Artificial Intelligence 13 min read

Tencent FinTech AI Development Platform: Architecture, Challenges, and Solutions

This article details the background, goals, and evolution of Tencent's FinTech AI development platform, outlines the technical challenges faced in feature engineering, model training, and inference services, and presents the comprehensive solutions and future plans implemented to improve efficiency, stability, and scalability.

DataFunTalk
DataFunTalk
DataFunTalk
Tencent FinTech AI Development Platform: Architecture, Challenges, and Solutions

The presentation introduces Tencent FinTech's AI development platform, describing its business scope—mobile payments, investment services, livelihood services, and cross‑border payments—and the need for a unified, one‑stop development environment.

The platform has progressed through four stages, from traditional machine learning to deep learning, but still suffers from low development efficiency and high usage barriers, prompting a 2022 overhaul.

Key 2022 challenges include:

Feature‑engineering performance and quality, requiring longer sample cycles and better evaluation tools.

Model development efficiency, with duplicated efforts across teams.

Training capability, as larger datasets and models strain resources.

Inference service stability, handling high request volumes.

Solutions implemented:

Construction of a unified feature platform with online and offline services, supporting feature selection, slicing, and monitoring.

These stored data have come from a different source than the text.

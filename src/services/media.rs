/// Uploaded image storage
///
/// Images land beneath the media root under a per-kind prefix, named
/// `<slug>-<uuid4><ext>` so concurrent uploads with the same name never
/// collide. The slug comes from the owning entity (username for profile
/// images, post title for post images); the original extension is kept.
use crate::config::MediaConfig;
use crate::error::AppError;
use actix_multipart::Field;
use futures_util::StreamExt;
use std::path::Path;
use tokio::io::AsyncWriteExt;
use uuid::Uuid;

pub const PROFILE_IMAGE_PREFIX: &str = "uploads/profile_images";
pub const POST_IMAGE_PREFIX: &str = "uploads/posts_images";

const ALLOWED_EXTENSIONS: &[&str] = &["jpg", "jpeg", "png", "gif", "webp"];

/// Lowercase ASCII slug: alphanumerics kept, everything else collapsed to
/// single hyphens, no leading or trailing hyphen.
pub fn slugify(input: &str) -> String {
    let mut slug = String::with_capacity(input.len());
    let mut pending_hyphen = false;

    for c in input.chars() {
        if c.is_ascii_alphanumeric() {
            if pending_hyphen && !slug.is_empty() {
                slug.push('-');
            }
            pending_hyphen = false;
            slug.push(c.to_ascii_lowercase());
        } else {
            pending_hyphen = true;
        }
    }

    slug
}

fn extension_of(filename: &str) -> Result<String, AppError> {
    let ext = Path::new(filename)
        .extension()
        .and_then(|e| e.to_str())
        .map(|e| e.to_ascii_lowercase())
        .ok_or_else(|| AppError::Validation("Image file has no extension.".to_string()))?;

    if ALLOWED_EXTENSIONS.contains(&ext.as_str()) {
        Ok(ext)
    } else {
        Err(AppError::Validation(format!(
            "Unsupported image extension '.{ext}'. Allowed: jpg, jpeg, png, gif, webp."
        )))
    }
}

/// Relative storage path for an uploaded image.
pub fn image_path(prefix: &str, stem: &str, filename: &str) -> Result<String, AppError> {
    let ext = extension_of(filename)?;
    let slug = slugify(stem);
    let slug = if slug.is_empty() { "image" } else { &slug };

    Ok(format!("{prefix}/{slug}-{}.{ext}", Uuid::new_v4()))
}

/// Stream one multipart field to disk under the media root, enforcing the
/// size cap as bytes arrive. Returns the relative path to store.
pub async fn store_image(
    config: &MediaConfig,
    prefix: &str,
    stem: &str,
    field: &mut Field,
) -> Result<String, AppError> {
    let filename = field
        .content_disposition()
        .and_then(|cd| cd.get_filename())
        .map(|name| name.to_string())
        .ok_or_else(|| AppError::Validation("Image filename is required.".to_string()))?;

    if let Some(content_type) = field.content_type() {
        if content_type.type_() != mime::IMAGE {
            return Err(AppError::Validation(
                "Uploaded file is not an image.".to_string(),
            ));
        }
    }

    let relative = image_path(prefix, stem, &filename)?;
    let absolute = Path::new(&config.root).join(&relative);

    if let Some(parent) = absolute.parent() {
        tokio::fs::create_dir_all(parent)
            .await
            .map_err(|e| AppError::Internal(format!("Failed to create media directory: {e}")))?;
    }

    let mut file = tokio::fs::File::create(&absolute)
        .await
        .map_err(|e| AppError::Internal(format!("Failed to create media file: {e}")))?;

    let mut written: usize = 0;
    while let Some(chunk) = field.next().await {
        let chunk = chunk.map_err(|e| AppError::BadRequest(format!("Upload aborted: {e}")))?;
        written += chunk.len();
        if written > config.max_upload_bytes {
            drop(file);
            let _ = tokio::fs::remove_file(&absolute).await;
            return Err(AppError::Validation(
                "Image exceeds the upload size limit.".to_string(),
            ));
        }
        file.write_all(&chunk)
            .await
            .map_err(|e| AppError::Internal(format!("Failed to write media file: {e}")))?;
    }

    file.flush()
        .await
        .map_err(|e| AppError::Internal(format!("Failed to flush media file: {e}")))?;

    Ok(relative)
}

#[cfg(test)]
mod tests {
    use super::*;

    #[test]
    fn slugify_collapses_and_lowercases() {
        assert_eq!(slugify("Hello, World!"), "hello-world");
        assert_eq!(slugify("  multiple   spaces  "), "multiple-spaces");
        assert_eq!(slugify("Ünïcode stripped"), "ncode-stripped");
        assert_eq!(slugify("---"), "");
    }

    #[test]
    fn image_path_keeps_prefix_slug_and_extension() {
        let path = image_path(PROFILE_IMAGE_PREFIX, "Some User", "avatar.PNG").unwrap();
        assert!(path.starts_with("uploads/profile_images/some-user-"));
        assert!(path.ends_with(".png"));
    }

    #[test]
    fn image_path_falls_back_when_slug_is_empty() {
        let path = image_path(POST_IMAGE_PREFIX, "!!!", "photo.jpg").unwrap();
        assert!(path.starts_with("uploads/posts_images/image-"));
    }

    #[test]
    fn unsupported_extension_is_rejected() {
        let err = image_path(POST_IMAGE_PREFIX, "title", "payload.exe").unwrap_err();
        assert!(matches!(err, AppError::Validation(_)));
        assert!(image_path(POST_IMAGE_PREFIX, "title", "noext").is_err());
    }

    #[test]
    fn distinct_uploads_get_distinct_paths() {
        let a = image_path(POST_IMAGE_PREFIX, "same title", "a.jpg").unwrap();
        let b = image_path(POST_IMAGE_PREFIX, "same title", "a.jpg").unwrap();
        assert_ne!(a, b);
    }
}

Feature selection using quality filters, business relevance, and importance‑based methods (filter, wrapper, embedded).

Sample rollback optimization using business‑level partitioning, sparse storage, Bloom filters, dictionary conversion, and broadcast joins.

Training optimizations: upgrading to TensorFlow 2, using TFRecord, GPU pre‑loading, sparse embedding acceleration, mixed‑precision, multi‑card training with Horovod, model parallelism for sparse layers, data parallelism for dense layers, and a three‑level cache (SSD, memory, GPU).

Model deployment via a unified inference service with a visual UI for deployment, verification, traffic switching, and validation.

Inference acceleration through operator optimization, model pruning, and quantization.

Service governance using cloud‑native architectures for disaster recovery, fault tolerance, and elastic scaling.

Stability measures: change‑management procedures, code and dependency optimization, adherence to development standards, and regular disaster‑recovery drills.

Future plans focus on scaling large‑graph training and enhancing AutoML capabilities for hyper‑parameter tuning and model selection.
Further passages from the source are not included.